Tags: AI, artificial intelligence, factories, News, plant, Science

Intelligent Machines

Researchers at MIT have used AI to improve the flavor of basil. It’s part of a trend that is seeing artificial intelligence revolutionize farming.

• by Will Knight

• April 3, 2019

What makes basil so good? In some cases, it’s AI.

Machine learning has been used to create basil plants that are extra-delicious. While we sadly cannot report firsthand on the herb’s taste, the effort reflects a broader trend that involves using data science and machine learning to improve agriculture.

The researchers behind the AI-optimized basil used machine learning to determine the growing conditions that would maximize the concentration of the volatile compounds responsible for basil’s flavor. The study appears in the journal PLOS One today.  

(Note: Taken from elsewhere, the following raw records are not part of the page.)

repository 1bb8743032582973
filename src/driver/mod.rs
pub mod headless;
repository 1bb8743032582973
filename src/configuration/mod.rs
pub mod config;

The basil was grown in hydroponic units within modified shipping containers in Middleton, Massachusetts. Temperature, light, humidity, and other environmental factors inside the containers could be controlled automatically. The researchers tested the taste of the plants by looking for certain compounds using gas chromatography and mass spectrometry. And they fed the resulting data into machine-learning algorithms developed at MIT and a company called Cognizant.

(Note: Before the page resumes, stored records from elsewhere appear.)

//! Headless frame loop
//!
//! Stands in for a renderer: every frame it rebuilds the octree from the
//! current bodies, runs one integrator step through [`NBodyUpdater::update`]
//! and receives the flat position buffer a renderer would upload.
//! Traversal stats are logged every `report_every` frames.

use anyhow::Result;

use crate::simulation::forces::total_energy;
use crate::simulation::integrator::NBodyUpdater;
use crate::simulation::octree::Octree;
use crate::simulation::scenario::Scenario;

/// What a finished run looked like
#[derive(Debug, Clone)]
pub struct RunSummary {
    pub frames: usize,
    pub sim_seconds: f64,
    pub energy_start: f64,
    pub energy_end: f64,
    pub non_finite_bodies: usize,
}

impl RunSummary {
    /// |E_end - E_start| / |E_start|, or the absolute change when the run
    /// started with zero energy
    pub fn energy_drift(&self) -> f64 {
        let change = (self.energy_end - self.energy_start).abs();
        if self.energy_start == 0.0 {
            change
        } else {
            change / self.energy_start.abs()
        }
    }
}

pub fn run_headless(scenario: Scenario) -> Result<RunSummary> {
    let Scenario { engine, mut system } = scenario;
    let n = system.bodies.len();
    log::info!("run_headless: {} bodies for {} frames", n, engine.frames);

    // Flat xyz buffer, the only thing a renderer reads
    let mut positions = vec![0.0f32; 3 * n];
    let mut updater = NBodyUpdater::new(engine.integrator, engine.sd_max_ratio);

    let frame_ms = engine.frame_ms();
    let energy_start = total_energy(&system.bodies);

    for frame in 0..engine.frames {
        let octree = Octree::build(&system.bodies);
        updater.update(&octree, &mut positions, &mut system.bodies, frame_ms)?;
        system.t += frame_ms / 1000.0;

        if (frame + 1) % engine.report_every == 0 {
            let stats = updater.stats();
            log::info!(
                "frame {:6} t = {:.3e} s: {} pairwise, {} approximated, {} nodes, depth {}",
                frame + 1,
                system.t,
                stats.leaf,
                stats.composite,
                stats.nodes,
                stats.depth
            );
            updater.clear_stats();
        }
    }

    let summary = RunSummary {
        frames: engine.frames,
        sim_seconds: system.t,
        energy_start,
        energy_end: total_energy(&system.bodies),
        non_finite_bodies: system.bodies.iter().filter(|b| !b.is_finite()).count(),
    };
    log::info!(
        "done after {:.3e} s simulated, relative energy drift {:.3e}",
        summary.sim_seconds,
        summary.energy_drift()
    );
    Ok(summary)
}
//! Command-line interface argument parsing.
//!
//! This module handles all CLI argument parsing using clap,
//! including validation. Values given here override `.rbridge.toml`.

use clap::Parser;
use std::path::PathBuf;

/// rbridge - R analysis backend supervisor and upload proxy
///
/// Starts the R Plumber API as a child process, forwards dataset uploads
/// to it, and layers optional Gemini insights on top of its summaries.
///
/// Examples:
///   rbridge
///   rbridge --port 5050 --backend-port 8050
///   rbridge --no-backend --backend-port 8000
///   GOOGLE_API_KEY=... rbridge --verbose
///   rbridge --init-config
#[derive(Parser, Debug, Clone)]
#[command(author, version, about, long_about = None)]
#[command(propagate_version = true)]
pub struct Args {
    /// Port for the orchestration layer (default: 5000)
    #[arg(short, long, value_name = "PORT", env = "RBRIDGE_PORT")]
    pub port: Option<u16>,

    /// Port the R backend listens on (default: 8000)
    #[arg(long, value_name = "PORT", env = "RBRIDGE_BACKEND_PORT")]
    pub backend_port: Option<u16>,

    /// Path to configuration file
    ///
    /// If not specified, looks for .rbridge.toml in the working directory
    #[arg(short, long, value_name = "FILE")]
    pub config: Option<PathBuf>,

    /// Working directory holding api.R and R_libs
    ///
    /// Defaults to the current directory
    #[arg(short, long, value_name = "DIR")]
    pub workdir: Option<PathBuf>,

    /// Do not launch the R backend; proxy to an already running one
    #[arg(long)]
    pub no_backend: bool,

    /// Gemini API key (enables AI insights and /ask-ai)
    #[arg(long, value_name = "KEY", env = "GOOGLE_API_KEY", hide_env_values = true)]
    pub api_key: Option<String>,

    /// Enable verbose logging output
    #[arg(short, long)]
    pub verbose: bool,

    /// Run in quiet mode (errors only)
    #[arg(short, long)]
    pub quiet: bool,

    /// Generate a default .rbridge.toml configuration file
    #[arg(long)]
    pub init_config: bool,
}

impl Args {
    /// Parse command-line arguments.
    pub fn parse_args() -> Self {
        Self::parse()
    }

    /// Validate the parsed arguments.
    pub fn validate(&self) -> Result<(), String> {
        if self.init_config {
            return Ok(());
        }

        if self.verbose && self.quiet {
            return Err("Cannot use both --verbose and --quiet".to_string());
        }

        if self.port == Some(0) || self.backend_port == Some(0) {
            return Err("Ports must be between 1 and 65535".to_string());
        }

        if let (Some(port), Some(backend_port)) = (self.port, self.backend_port) {
            if port == backend_port {
                return Err(format!(
                    "--port and --backend-port must differ (both are {})",
                    port
                ));
            }
        }

        if let Some(ref workdir) = self.workdir {
            if !workdir.exists() {
                return Err(format!(
                    "Working directory does not exist: {}",
                    workdir.display()
                ));
            }
            if !workdir.is_dir() {
                return Err(format!(
                    "Working directory is not a directory: {}",
                    workdir.display()
                ));
            }
        }

        if let Some(ref config) = self.config {
            if !config.is_file() {
                return Err(format!("Config file not found: {}", config.display()));
            }
        }

        Ok(())
    }

    /// Returns the log level based on verbosity settings.
    pub fn log_level(&self) -> tracing::Level {
        if self.quiet {
            tracing::Level::ERROR
        } else if self.verbose {
            tracing::Level::DEBUG
        } else {
            tracing::Level::INFO
        }
    }
}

The research showed, counterintuitively, that exposing plants to light 24 hours a day generated the best taste. The research group plans to study how the technology might improve the disease-fighting capabilities of plants as well as how different flora may respond to the effects of climate change.

“We’re really interested in building networked tools that can take a plant's experience, its phenotype, the set of stresses it encounters, and its genetics, and digitize that to allow us to understand the plant-environment interaction,” said Caleb Harper, head of the MIT Media Lab’s OpenAg group, in a press release. His lab worked with colleagues from the University of Texas at Austin on the paper.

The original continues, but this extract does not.